Figure 4 : syncrepl N-Way Multi-Mastering

N-way multi-master replication introduced in OpenLDAP 2.4, support both syncrepl refreshonlyand refreshAndPersist . All provider works as consumer as well as shown in above figure.

In this configuration assuming that a refreshAndPersist type of synchronization is used - it is not clear why you would even want to use refreshOnly.

Following are configuration (slapd.conf ) of all three ldap servers with refreshAndPersist mode .

slapd.conf (ldap1.example.com)

# global section
serverID 001
.....

# database section
database bdb
...
# allows read access from all consumers
# and assumes that all masters will use a binddn with this value
# may need merging with other ACL's
access to *
     by dn.base="dc=example,dc=com" read
     by * break 
         
# NOTE: 
# syncrepl directives for each of the other masters
# provider is ldap://ldap2.example.com:389,
# whole DIT (searchbase), all user and operational attributes synchronized
# simple security with cleartext password
syncrepl rid=000 
  provider=ldap://ldap2.example.com
  type=refreshAndPersist
  retry="5 5 300 +" 
  searchbase="dc=example,dc=com"
  attrs="*,+"
  bindmethod=simple
  binddn="dc=example,dc=com"
  credentials=ldappassword

# provider is ldap://ldap3.example.com:389,
# whole DIT (searchbase), user and operational attributes synchronized
# simple security with cleattext password
syncrepl rid=001
  provider=ldap://ldap3.example.com
  type=refreshAndPersist
  retry="5 5 300 +" 
  searchbase="dc=example,dc=com"
  attrs="*,+"
  bindmethod=simple
  binddn="dc=example,dc=com"
  credentials=ldappassword
...
# syncprov specific indexing (add others as required)
index entryCSN eq
index entryUUID eq 
...
# mirror mode essential to allow writes
# and must appear after all syncrepl directives
mirrormode TRUE

# define the provider to use the syncprov overlay
# (last directives in database section)
overlay syncprov
# contextCSN saved to database every 100 updates or ten minutes
syncprov-checkpoint 100 10

slapd.conf (ldap2.example.com)

ServerID 002
database bdb

syncrepl rid=000 
  provider=ldap://ldap1.example.com
  type=refreshAndPersist
  retry="5 5 300 +" 
  searchbase="dc=example,dc=com"
  attrs="*,+"
  bindmethod=simple
  binddn="dc=example,dc=com"
  credentials=ldappassword

syncrepl rid=001
  provider=ldap://ldap3.example.com
  type=refreshAndPersist
  retry="5 5 300 +" 
  searchbase="dc=example,dc=com"
  attrs="*,+"
  bindmethod=simple
  binddn="dc=example,dc=com"
  credentials=ldappassword

index entryCSN eq
index entryUUID eq 
mirrormode TRUE
overlay syncprov
syncprov-checkpoint 100 10

slapd.conf (ldap3.example.com)

#global section
ServerID 003

database bdb

syncrepl rid=000 
  provider=ldap://ldap1.example.com
  type=refreshAndPersist
  retry="5 5 300 +" 
  searchbase="dc=example,dc=com"
  attrs="*,+"
  bindmethod=simple
  binddn="dc=example,dc=com"
  credentials=ldappassword

syncrepl rid=001 
  provider=ldap://ldap2.example.com
  type=refreshAndPersist
  retry="5 5 300 +" 
  searchbase="dc=example,dc=com"
  attrs="*,+"
  bindmethod=simple
  binddn="dc=example,dc=com"
  credentials=ldappassword

index entryCSN eq
index entryUUID eq 
mirrormode TRUE
overlay syncprov
syncprov-checkpoint 100 10


Figure 4 shows a 3-Way Multi-Master Configuration.
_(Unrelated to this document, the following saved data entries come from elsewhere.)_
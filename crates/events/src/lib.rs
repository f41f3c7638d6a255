//! Watch events and their delivery.
//!
//! The state store emits a `ResourceEvent` after every successful write; the
//! controller subscribes through an `EventBus` and maps each event back to the
//! signup(s) that must be reconciled.

pub mod bus;
pub mod envelope;
pub mod in_memory_bus;

pub use bus::{EventBus, Subscription};
pub use envelope::{ResourceEvent, WatchAction};
pub use in_memory_bus::{InMemoryBusError, InMemoryEventBus};
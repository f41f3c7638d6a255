//! Notification records. Existence of a record means "already sent".

use std::collections::BTreeMap;

use serde::{Deserialize, Serialize};

use onboard_core::{LabelSelector, ObjectMeta, Resource};

use crate::keys;

#[derive(Debug, Copy, Clone, PartialEq, Eq, Hash, Serialize, Deserialize)]
#[serde(rename_all = "snake_case")]
pub enum NotificationType {
    Deactivating,
    Deactivated,
}

impl NotificationType {
    pub fn as_str(self) -> &'static str {
        match self {
            NotificationType::Deactivating => "deactivating",
            NotificationType::Deactivated => "deactivated",
        }
    }

    pub fn template(self) -> &'static str {
        match self {
            NotificationType::Deactivating => "userdeactivating",
            NotificationType::Deactivated => "userdeactivated",
        }
    }
}

#[derive(Debug, Clone, PartialEq, Eq, Serialize, Deserialize)]
pub struct NotificationSpec {
    pub template: String,
    pub notification_type: NotificationType,
    pub recipient: String,
    /// Rendering context describing the user the notification is about.
    #[serde(default)]
    pub subject: BTreeMap<String, String>,
    #[serde(default)]
    pub context: BTreeMap<String, String>,
}

#[derive(Debug, Clone, PartialEq, Eq, Serialize, Deserialize)]
pub struct Notification {
    pub metadata: ObjectMeta,
    pub spec: NotificationSpec,
}

impl Resource for Notification {
    const KIND: &'static str = "Notification";

    fn meta(&self) -> &ObjectMeta {
        &self.metadata
    }

    fn meta_mut(&mut self) -> &mut ObjectMeta {
        &mut self.metadata
    }
}

impl Notification {
    /// Selector for the de-duplication key `(username, type)`.
    pub fn selector(username: &str, notification_type: NotificationType) -> LabelSelector {
        LabelSelector::new()
            .with(keys::NOTIFICATION_USERNAME_LABEL, username)
            .with(keys::NOTIFICATION_TYPE_LABEL, notification_type.as_str())
    }
}
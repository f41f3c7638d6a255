use thiserror::Error;

use onboard_core::DomainError;
use onboard_signup::SignupState;

use crate::external::{NotificationError, PlacementError};
use crate::store::StoreError;

/// Why a reconcile attempt stopped.
///
/// Every variant aborts the current attempt; `is_transient` tells the worker
/// whether re-running without any external change can help.
#[derive(Debug, Error)]
pub enum ReconcileError {
    #[error(transparent)]
    Store(#[from] StoreError),

    #[error("the required annotation '{0}' is not present")]
    MissingEmailAnnotation(String),

    #[error("the required label '{0}' is not present")]
    MissingEmailHashLabel(String),

    #[error("the email hash '{0}' is invalid")]
    InvalidEmailHash(String),

    #[error("multiple matching user accounts found for signup '{signup}' ({count})")]
    InvalidRecordState { signup: String, count: usize },

    #[error("no suitable member cluster found - capacity was reached")]
    NoCapacity,

    #[error("{0}")]
    InvalidUsername(String),

    #[error(
        "user account '{username}' is already owned by signup '{signup}'; the next reconcile will pick it up"
    )]
    UsernameOwnedBySignup { username: String, signup: String },

    #[error("unable to transform username [{requested}] even after {attempts} attempts")]
    UsernameExhausted { requested: String, attempts: usize },

    #[error("cannot create workspace '{0}' because it is currently being deleted")]
    WorkspaceTerminating(String),

    #[error("cannot create binding '{0}' because it is currently being deleted")]
    BindingTerminating(String),

    #[error(
        "unable to proceed because there are multiple bindings associated with user account '{account}' and workspace '{workspace}'"
    )]
    DuplicateBindings { account: String, workspace: String },

    #[error("unable to get target cluster from user account '{0}' for workspace creation")]
    MissingTargetCluster(String),

    #[error(transparent)]
    Notification(#[from] NotificationError),

    #[error("unable to get the optimal target cluster: {0}")]
    Placement(#[from] PlacementError),

    #[error("illegal state transition from '{from}' to '{to}'")]
    IllegalStateTransition { from: SignupState, to: SignupState },

    #[error(transparent)]
    Domain(#[from] DomainError),
}

impl ReconcileError {
    pub fn is_transient(&self) -> bool {
        match self {
            ReconcileError::Store(err) => err.is_transient(),
            ReconcileError::Placement(err) => err.is_transient(),
            ReconcileError::Notification(NotificationError::Store(err)) => err.is_transient(),
            ReconcileError::NoCapacity | ReconcileError::UsernameOwnedBySignup { .. } => true,
            _ => false,
        }
    }
}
Each Master is configured - in its slapd.conf file - as a provider (using the overlay syncprov directive) and as a consumer for all of the other masters (using the syncrepl directive). Each provider must be uniquely identified using aServerID directive. Each provider is further, as noted above, synchronized to a common clock source. Thus the provider of DIT contains an overlay syncprov directive (the provider overlay) and two refreshAndPersist type syncrepl directives, one for each of the other providers as shown by the communication link . Similarly each of the other providers has a similar configuration - a single provider capability and refreshAndPersist syncrepl directives for the other two masters.